An independent United Nations human rights expert has called on Algeria to take concrete measures against the gender inequality underlying violence against women, which she called a largely hidden problem because of the North African country's social taboos around violence.

Yakin Ertürk, the Special Rapporteur of the UN Human Rights Council on violence against women, issued a statement yesterday after completing a 10-day fact-finding visit to Algeria saying that the taboos “and the lack of a sufficient institutional response and support for victims of violence silence the victims and perpetuate the violence.”

But she said the Government also deserved praise for achieving equal access for boys and girls to all levels of education “in little more than one generation,” with girls now numerically over-represented in secondary schools and universities.

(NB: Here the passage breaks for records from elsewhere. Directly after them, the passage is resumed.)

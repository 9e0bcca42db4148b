use std::collections::HashMap;
use std::env;
use std::str::FromStr;
use std::time::Duration;

use crate::cache::CacheConfig;
use crate::rpc::{DiscoveryConfig, MaintenanceConfig, PoolConfig, RateLimiterConfig};

#[derive(Debug, Clone)]
pub struct Config {
    pub endpoints: Vec<String>,
    pub pinned_endpoints: Vec<String>,
    pub pool_size: usize,
    pub max_retries: u32,
    pub retry_delay: Duration,
    pub request_timeout: Duration,
    pub requests_per_second: f64,
    pub burst_limit: u32,
    pub min_interval: Duration,
    pub rate_limit_cooldown: Duration,
    pub full_update_interval_hours: u64,
    pub health_check_interval_hours: u64,
    pub discovery_top_n: usize,
    pub retention_days: i64,
    pub route_ttls: HashMap<String, u64>,
    pub database_url: String,
    pub api_port: u16,
}

impl Config {
    pub fn from_env() -> Result<Self, String> {
        Self::from_lookup(|key| env::var(key).ok())
    }

    /// Build from any key lookup. `from_env` passes the process environment.
    pub fn from_lookup<F>(lookup: F) -> Result<Self, String>
    where
        F: Fn(&str) -> Option<String>,
    {
        let endpoints = lookup("RPC_ENDPOINTS")
            .map(|raw| split_list(&raw))
            .filter(|list| !list.is_empty())
            .ok_or("RPC_ENDPOINTS is required")?;

        let pinned_endpoints = lookup("PINNED_ENDPOINTS")
            .map(|raw| split_list(&raw))
            .unwrap_or_default();

        let route_ttls = match lookup("CACHE_TTL_OVERRIDES") {
            Some(raw) => CacheConfig::default()
                .with_overrides(parse_ttl_overrides(&raw)?)
                .route_ttls,
            None => CacheConfig::default().route_ttls,
        };

        Ok(Self {
            endpoints,
            pinned_endpoints,
            pool_size: parse_or(&lookup, "POOL_SIZE", 10)?,
            max_retries: parse_or(&lookup, "MAX_RETRIES", 3)?,
            retry_delay: Duration::from_millis(parse_or(&lookup, "RETRY_DELAY_MS", 500)?),
            request_timeout: Duration::from_secs(parse_or(&lookup, "REQUEST_TIMEOUT_SECONDS", 10)?),
            requests_per_second: parse_or(&lookup, "REQUESTS_PER_SECOND", 10.0)?,
            burst_limit: parse_or(&lookup, "BURST_LIMIT", 20)?,
            min_interval: Duration::from_millis(parse_or(&lookup, "MIN_INTERVAL_MS", 50)?),
            rate_limit_cooldown: Duration::from_secs(parse_or(
                &lookup,
                "RATE_LIMIT_COOLDOWN_SECONDS",
                60,
            )?),
            full_update_interval_hours: parse_or(&lookup, "FULL_UPDATE_INTERVAL_HOURS", 12)?,
            health_check_interval_hours: parse_or(&lookup, "HEALTH_CHECK_INTERVAL_HOURS", 1)?,
            discovery_top_n: parse_or(&lookup, "DISCOVERY_TOP_N", 10)?,
            retention_days: parse_or(&lookup, "RETENTION_DAYS", 7)?,
            route_ttls,
            database_url: lookup("DATABASE_URL")
                .unwrap_or_else(|| "sqlite://rpc_cache.db".to_string()),
            api_port: parse_or(&lookup, "API_PORT", 8080)?,
        })
    }

    pub fn pool_config(&self) -> PoolConfig {
        PoolConfig {
            pool_size: self.pool_size,
            max_retries: self.max_retries,
            retry_delay: self.retry_delay,
            request_timeout: self.request_timeout,
            rate_limit_cooldown: self.rate_limit_cooldown,
            pinned_endpoints: self.pinned_endpoints.clone(),
        }
    }

    pub fn rate_limiter_config(&self) -> RateLimiterConfig {
        RateLimiterConfig {
            requests_per_second: self.requests_per_second,
            burst_limit: self.burst_limit,
            min_interval: self.min_interval,
        }
    }

    pub fn maintenance_config(&self) -> MaintenanceConfig {
        MaintenanceConfig {
            health_check_interval: Duration::from_secs(self.health_check_interval_hours * 3600),
            full_update_interval: Duration::from_secs(self.full_update_interval_hours * 3600),
            ..MaintenanceConfig::default()
        }
    }

    pub fn discovery_config(&self) -> DiscoveryConfig {
        DiscoveryConfig {
            seed_endpoints: self.endpoints.clone(),
            top_n: self.discovery_top_n,
            ..DiscoveryConfig::default()
        }
    }

    pub fn cache_config(&self) -> CacheConfig {
        CacheConfig {
            route_ttls: self.route_ttls.clone(),
            retention_days: self.retention_days,
            ..CacheConfig::default()
        }
    }
}

fn split_list(raw: &str) -> Vec<String> {
    raw.split(',')
        .map(str::trim)
        .filter(|s| !s.is_empty())
        .map(str::to_string)
        .collect()
}

fn parse_or<T, F>(lookup: &F, key: &str, default: T) -> Result<T, String>
where
    T: FromStr,
    F: Fn(&str) -> Option<String>,
{
    match lookup(key) {
        Some(raw) => raw
            .trim()
            .parse::<T>()
            .map_err(|_| format!("{} must be a valid number", key)),
        None => Ok(default),
    }
}

/// Parse `route=secs,route=secs`.
fn parse_ttl_overrides(raw: &str) -> Result<HashMap<String, u64>, String> {
    split_list(raw)
        .into_iter()
        .map(|pair| {
            let (route, secs) = pair
                .split_once('=')
                .ok_or_else(|| format!("Invalid CACHE_TTL_OVERRIDES entry: {}", pair))?;
            let secs = secs
                .trim()
                .parse::<u64>()
                .map_err(|_| format!("Invalid TTL for {} in CACHE_TTL_OVERRIDES", route.trim()))?;
            Ok((route.trim().to_string(), secs))
        })
        .collect()
}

Professor Ertürk met with Government ministers, human rights officials and representatives of non-governmental organizations (NGOs) during her visit, as well as with many individual victims of violence.

“Recent surveys reveal that violence against women is a major concern in Algeria in both the home and the public space,” she said, noting that many women also endure sexual harassment in their workplaces.

The Rapporteur added that the issue “remains largely invisible. The social taboos around violence in the society and the lack of a sufficient institutional response and support for victims of violence silence the victims and perpetuate the violence.”

Many women and girls are ejected from their family homes after suffering physical attacks by husbands or other relatives, forcing them to try to survive on the streets where they are often subjected to further violence.

The situation is exacerbated by the problems hanging over from what Professor Ertürk called Algeria's “black decade of violence” during its civil war in the 1990s, when there was “systematic and widespread rape and sexual enslavement of women.”

But she welcomed a national charter of peace and reconciliation adopted in 2005, which excludes many of the most serious crimes such as rapes, collective massacres and bombings from a wider amnesty.

She also described the recent criminalization of some forms of sexual harassment as “a positive first step” towards tackling the problem, and endorsed a draft national strategy to combat violence against women, which is yet to be adopted by the country's Cabinet.

If it is approved, the strategy “will mark a first step of a long process that requires close partnership between relevant ministries, the United Nations and non-governmental associations for women's rights. Ultimately, the Government will have to be measured against the concrete measures it takes to combat violence and gender equality it is embedded in.”

Professor Ertürk, who became the Special Rapporteur in 2003, is scheduled to present a full report on her Algerian visit to the Human Rights Council by the middle of the year.